The 1st (Risalpur) Cavalry Brigade was a cavalry brigade of the British Indian Army formed in 1906 as a result of the Kitchener Reforms.  It remained in India during the First World War but took an active part in the Third Anglo-Afghan War in 1919.

It was on the North West Frontier in September 1939, and converted to Risalpur Training Brigade (later 155th Indian Infantry Brigade) in November 1940.

History

Formation
The Kitchener Reforms, carried out during Lord Kitchener's tenure as Commander-in-Chief, India (1902–09), completed the unification of the three former Presidency armies, the Punjab Frontier Force, the Hyderabad Contingent and other local forces into one Indian Army.  Kitchener identified the Indian Army's main task as the defence of the North-West Frontier against foreign aggression (particularly Russian expansion into Afghanistan) with internal security relegated to a secondary role.  The Army was organized into divisions and brigades that would act as field formations but also included internal security troops.

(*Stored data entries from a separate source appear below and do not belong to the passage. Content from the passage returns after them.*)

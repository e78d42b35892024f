//! Extended Deterministic STRIPS rules.
//!
//! A [`Rule`] pairs an action literal with a precondition set and add/delete
//! effects, plus the learner's bookkeeping: per-precondition and per-constant
//! necessity probabilities, the preconditions dropped by past
//! generalisations, and the parent links of the generalisation DAG.
//!
//! Counter-examples are themselves rules (built from a trace), so matching
//! and generalisation operate uniformly on rule pairs.

use crate::error::RuleError;
use crate::graph::RuleId;
use irale_logic::{Literal, State, Substitution, Term, TermType, Trace};
use serde::{Deserialize, Serialize};
use std::collections::{BTreeMap, BTreeSet};

/// An action-literal binding σ together with an instance expansion θ and
/// their merge, used when a rule is applied to a concrete state.
#[derive(Clone, Debug)]
pub struct SigmaTheta {
    pub sigma: Substitution,
    pub theta: Substitution,
    pub st: Substitution,
}

impl SigmaTheta {
    pub fn new(sigma: Substitution, theta: Substitution) -> Self {
        let st = sigma.merge(&theta);
        SigmaTheta { sigma, theta, st }
    }
}

#[derive(Clone, Debug, Serialize, Deserialize)]
pub struct Rule {
    pub action_literal: Literal,
    pub preconditions: BTreeSet<Literal>,
    /// Preconditions dropped by a past generalisation; they keep their
    /// necessity entries.
    pub removed_preconditions: BTreeSet<Literal>,
    pub add: BTreeSet<Literal>,
    pub del: BTreeSet<Literal>,
    pub parents: BTreeSet<RuleId>,
    pub preconds_necessities: BTreeMap<Literal, f64>,
    pub consts_necessities: BTreeMap<Term, f64>,
    /// Every distinct term occurring in the rule, in canonical order.
    pub parameters: Vec<Term>,
    pub start_pu: f64,
}

/// Does `var` occur as a parameter of some literal?
pub(crate) fn var_occurs(var: &Term, literals: &BTreeSet<Literal>) -> bool {
    literals.iter().any(|l| l.parameters.contains(var))
}

/// Is `from` connected to some term of `to` through the co-occurrence graph?
pub(crate) fn linked(
    links: &BTreeMap<Term, BTreeSet<Term>>,
    from: &Term,
    to: &BTreeSet<Term>,
) -> bool {
    if to.contains(from) {
        return true;
    }

    let mut to_visit = BTreeSet::from([from.clone()]);
    let mut visited = BTreeSet::new();

    while let Some(current) = to_visit.pop_first() {
        visited.insert(current.clone());
        if let Some(neighbours) = links.get(&current) {
            for next in neighbours {
                if visited.contains(next) {
                    continue;
                }
                if to.contains(next) {
                    return true;
                }
                to_visit.insert(next.clone());
            }
        }
    }

    false
}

The brigade was formed on 1 January 1906 as Mardan Brigade and in June 1907 it was renamed as Nowshera Cavalry Brigade. In 1910, it was renamed again, this time as 1st (Risalpur) Cavalry Brigade. Other than a period from September 1920 until 1927 when it was simply numbered as 1st Indian Cavalry Brigade, it retained this identity until finally broken up in November 1940.

First World War
At the outbreak of the First World War, the brigade was headquartered in the Risalpur Cantonment and commanded the following units:
 13th Duke of Connaught's Lancers
 14th Murray's Jat Lancers
 1st Duke of York's Own Skinner's Horse
 Queen Victoria's Own Corps of Guides (Frontier Force) (Lumsden's) Cavalry
 M Battery, Royal Horse Artillery
 Queen Victoria's Own Corps of Guides (Frontier Force) (Lumsden's) Infantry (at Mardan)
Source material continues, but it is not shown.